The fight against skin cancer just got a new weapon. For years, melanoma researchers have studied samples that were considered uniform in size and color, making them easier to examine by more conventional means. But melanomas don't always come in the same shape and hue; often, melanomas are irregular and dark, making them difficult to investigate. Now, researchers at the University of Missouri have devised a new tool to detect and analyze single melanoma cells that are more representative of the skin cancers developed by most patients. The study, recently reported in Analyst published by the Royal Society of Chemistry, outlines the new techniques that could lead to better and faster diagnoses for the life-threatening disease.

"Researchers often seek out the types of cancerous cells that are homogenous in nature and are easier to observe with traditional microscopic devices," said Luis Polo-Parada, an Associate Professor of Medical Pharmacology and Physiology and an investigator at Mizzou's Dalton Cardiovascular Research Center. "Yet, because the vast amount of research is conducted on one type of cell, it often can lead to misdiagnosis in a clinical setting."

The team that included Gary Baker, an assistant professor of chemistry in the MU College of Arts and Science and Gerardo Gutierrez-Juarez, a professor and investigator at the University of Guanajuato in Mexico, decided to supplement an emerging technique called photoacoustic (PA) spectroscopy, a specialized optical technique that is used to probe tissues and cells non-invasively. Current systems use the formation of sound waves followed by the absorption of light which means that the tissues must adequately absorb the laser light. This is why, up until now, researchers have focused only on strong-light-absorb cells melanoma cells, Polo-Parada said.

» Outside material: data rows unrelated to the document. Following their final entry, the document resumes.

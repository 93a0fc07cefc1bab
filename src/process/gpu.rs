//! Per-process GPU usage from engine busy counters

use std::collections::{BTreeMap, HashMap, HashSet};
use std::sync::Arc;
use std::time::{Duration, Instant};

use crate::platform::GpuEngineSource;
use crate::telemetry::rate::{sanitize_percent, RateTracker};
use crate::telemetry::throttle::Throttled;

/// Engine instances come and go with GPU clients; enumerate them on this
/// period instead of every read.
const INSTANCE_REFRESH: Duration = Duration::from_secs(3);
const READ_THROTTLE: Duration = Duration::from_secs(1);
const FAILURE_LIMIT: u32 = 5;

/// One process's GPU share, in percent.
#[derive(Debug, Clone, Default, PartialEq)]
pub struct ProcessGpu {
    pub total: f64,
    pub by_adapter: BTreeMap<String, f64>,
}

/// Extract `(pid, adapter key)` from an engine instance name such as
/// `pid_1234_luid_0000:03:00.0_eng_gfx_client_7`. The adapter key runs from
/// `luid_` up to `_eng`.
pub fn parse_instance(name: &str) -> Option<(u32, String)> {
    let lower = name.to_ascii_lowercase();
    let start = lower.find("pid_")? + 4;
    let digits: String = lower[start..].chars().take_while(|c| c.is_ascii_digit()).collect();
    let pid = digits.parse().ok()?;

    let adapter = match lower.find("luid_") {
        Some(at) => {
            let end = lower[at..].find("_eng").map_or(name.len(), |e| at + e);
            name[at..end].to_string()
        }
        None => "unknown".to_string(),
    };
    Some((pid, adapter))
}

/// Sum per-engine percentages per process, clamp the total to [0, 100] and
/// rescale the per-adapter split so it adds up to the clamped total.
pub fn aggregate(per_instance: &[(String, f64)]) -> HashMap<u32, ProcessGpu> {
    let mut out: HashMap<u32, ProcessGpu> = HashMap::new();
    for (name, value) in per_instance {
        if !value.is_finite() {
            continue;
        }
        let Some((pid, adapter)) = parse_instance(name) else {
            continue;
        };
        let entry = out.entry(pid).or_default();
        entry.total += value;
        *entry.by_adapter.entry(adapter).or_insert(0.0) += value;
    }

    for gpu in out.values_mut() {
        gpu.total = sanitize_percent(gpu.total);
        let sum: f64 = gpu.by_adapter.values().sum();
        if sum > 0.0 {
            let scale = gpu.total / sum;
            for share in gpu.by_adapter.values_mut() {
                *share *= scale;
            }
        }
    }
    out
}

pub struct GpuUsageSampler {
    source: Box<dyn GpuEngineSource>,
    instances: Throttled<Arc<Vec<String>>>,
    busy: RateTracker<String>,
    results: Throttled<Arc<HashMap<u32, ProcessGpu>>>,
    failures: u32,
    disabled: bool,
}

impl GpuUsageSampler {
    pub fn new(source: Box<dyn GpuEngineSource>) -> Self {
        Self {
            source,
            instances: Throttled::new(INSTANCE_REFRESH),
            busy: RateTracker::new(),
            results: Throttled::new(READ_THROTTLE),
            failures: 0,
            disabled: false,
        }
    }

    pub fn is_disabled(&self) -> bool {
        self.disabled
    }

    /// Usage per pid. Callers more frequent than once a second get the
    /// cached result.
    pub fn sample(&mut self, now: Instant) -> Arc<HashMap<u32, ProcessGpu>> {
        if self.disabled {
            return Arc::new(HashMap::new());
        }
        if !self.results.is_stale(now) {
            if let Some(cached) = self.results.cached() {
                return Arc::clone(cached);
            }
        }
        let fresh = Arc::new(self.read(now));
        self.results.get_or_refresh(now, || Arc::clone(&fresh))
    }

    fn read(&mut self, now: Instant) -> HashMap<u32, ProcessGpu> {
        let instances = if self.instances.is_stale(now) {
            let listed = match self.source.instances() {
                Ok(list) => list,
                Err(err) => {
                    self.record_failure(&err);
                    return HashMap::new();
                }
            };
            let live: HashSet<&String> = listed.iter().collect();
            self.busy.retain(|name| live.contains(name));
            let listed = Arc::new(listed);
            self.instances.get_or_refresh(now, || Arc::clone(&listed))
        } else {
            self.instances.cached().cloned().unwrap_or_default()
        };
        if instances.is_empty() {
            return HashMap::new();
        }

        let values = match self.source.read(&instances) {
            Ok(values) => values,
            Err(err) => {
                self.record_failure(&err);
                return HashMap::new();
            }
        };
        self.failures = 0;

        // Busy nanoseconds per second of wall time, as a percentage.
        let per_instance: Vec<(String, f64)> = values
            .into_iter()
            .map(|(name, ns)| {
                let ns_per_sec = self.busy.observe(name.clone(), ns as f64, now);
                (name, ns_per_sec / 1e7)
            })
            .collect();
        aggregate(&per_instance)
    }

    fn record_failure(&mut self, err: &crate::error::TelemetryError) {
        self.failures += 1;
        if err.is_permanent() || self.failures >= FAILURE_LIMIT {
            tracing::info!(error = %err, "per-process GPU usage unavailable");
            self.disabled = true;
        } else {
            tracing::debug!(error = %err, failures = self.failures, "GPU engine read failed");
        }
    }
}

#[cfg(test)]
mod tests {
    use super::*;
    use crate::error::{TelemetryError, TelemetryResult};
    use pretty_assertions::assert_eq;

    #[test]
    fn test_parse_instance() {
        assert_eq!(
            parse_instance("pid_1234_luid_0x00000000_0x0000D1A5_phys_0_eng_0_engtype_3D"),
            Some((1234, "luid_0x00000000_0x0000D1A5_phys_0".to_string()))
        );
        assert_eq!(
            parse_instance("pid_77_luid_0000:03:00.0_eng_gfx_client_5"),
            Some((77, "luid_0000:03:00.0".to_string()))
        );
        assert_eq!(parse_instance("pid_9_eng_gfx"), Some((9, "unknown".to_string())));
        assert_eq!(parse_instance("luid_0x1_eng_0"), None);
    }

    #[test]
    fn test_aggregate_clamps_and_rescales() {
        let result = aggregate(&[
            ("pid_1_luid_a_eng_gfx".to_string(), 90.0),
            ("pid_1_luid_b_eng_gfx".to_string(), 60.0),
            ("pid_2_luid_a_eng_copy".to_string(), 10.0),
            ("pid_2_luid_a_eng_gfx".to_string(), f64::NAN),
        ]);
        let p1 = &result[&1];
        assert_eq!(p1.total, 100.0);
        assert!((p1.by_adapter["luid_a"] - 60.0).abs() < 1e-9);
        assert!((p1.by_adapter["luid_b"] - 40.0).abs() < 1e-9);
        assert_eq!(result[&2].total, 10.0);
    }

    struct Scripted {
        busy_ns: u64,
        fail: bool,
    }

    impl GpuEngineSource for Scripted {
        fn instances(&mut self) -> TelemetryResult<Vec<String>> {
            if self.fail {
                return Err(TelemetryError::Unavailable("drm".into()));
            }
            Ok(vec!["pid_5_luid_card0_eng_gfx_client_1".to_string()])
        }

        fn read(&mut self, instances: &[String]) -> TelemetryResult<Vec<(String, u64)>> {
            self.busy_ns += 250_000_000;
            Ok(instances.iter().map(|i| (i.clone(), self.busy_ns)).collect())
        }
    }

    #[test]
    fn test_sampler_rates_and_throttles() {
        let mut sampler = GpuUsageSampler::new(Box::new(Scripted {
            busy_ns: 0,
            fail: false,
        }));
        let t0 = Instant::now();
        // First read establishes the baseline.
        assert_eq!(sampler.sample(t0)[&5].total, 0.0);
        // Within the throttle window the cache is served.
        assert_eq!(sampler.sample(t0 + Duration::from_millis(300))[&5].total, 0.0);
        // 250ms busy per 1s wall is 25%.
        let later = sampler.sample(t0 + Duration::from_secs(1));
        assert!((later[&5].total - 25.0).abs() < 1e-9);
    }

    #[test]
    fn test_unavailable_source_disables() {
        let mut sampler = GpuUsageSampler::new(Box::new(Scripted {
            busy_ns: 0,
            fail: true,
        }));
        assert!(sampler.sample(Instant::now()).is_empty());
        assert!(sampler.is_disabled());
    }
}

The team modified a microscope that was able to merge light sources at a range conducive to observing the details of single melanoma cells. Using the modified system, human melanoma and breast cancers as well as mouse melanoma cells were diagnosed with greater ease and efficiency. The team also noted that as the cancer cells divided, they grew paler in color but the system was able to detect the newer, smaller cells as well.

"Overall, our studies show that by using modified techniques we will be able to observe non-uniform cancer cells, regardless of their origin," Polo-Parada said. "Additionally, as these melanoma cells divide and distribute themselves throughout the blood, they can cause melanomas to metastasize. We were able to observe those cancers as well. This method could help medical doctors and pathologists to detect cancers as they spread, becoming one of the tools in the fight against this fatal disease."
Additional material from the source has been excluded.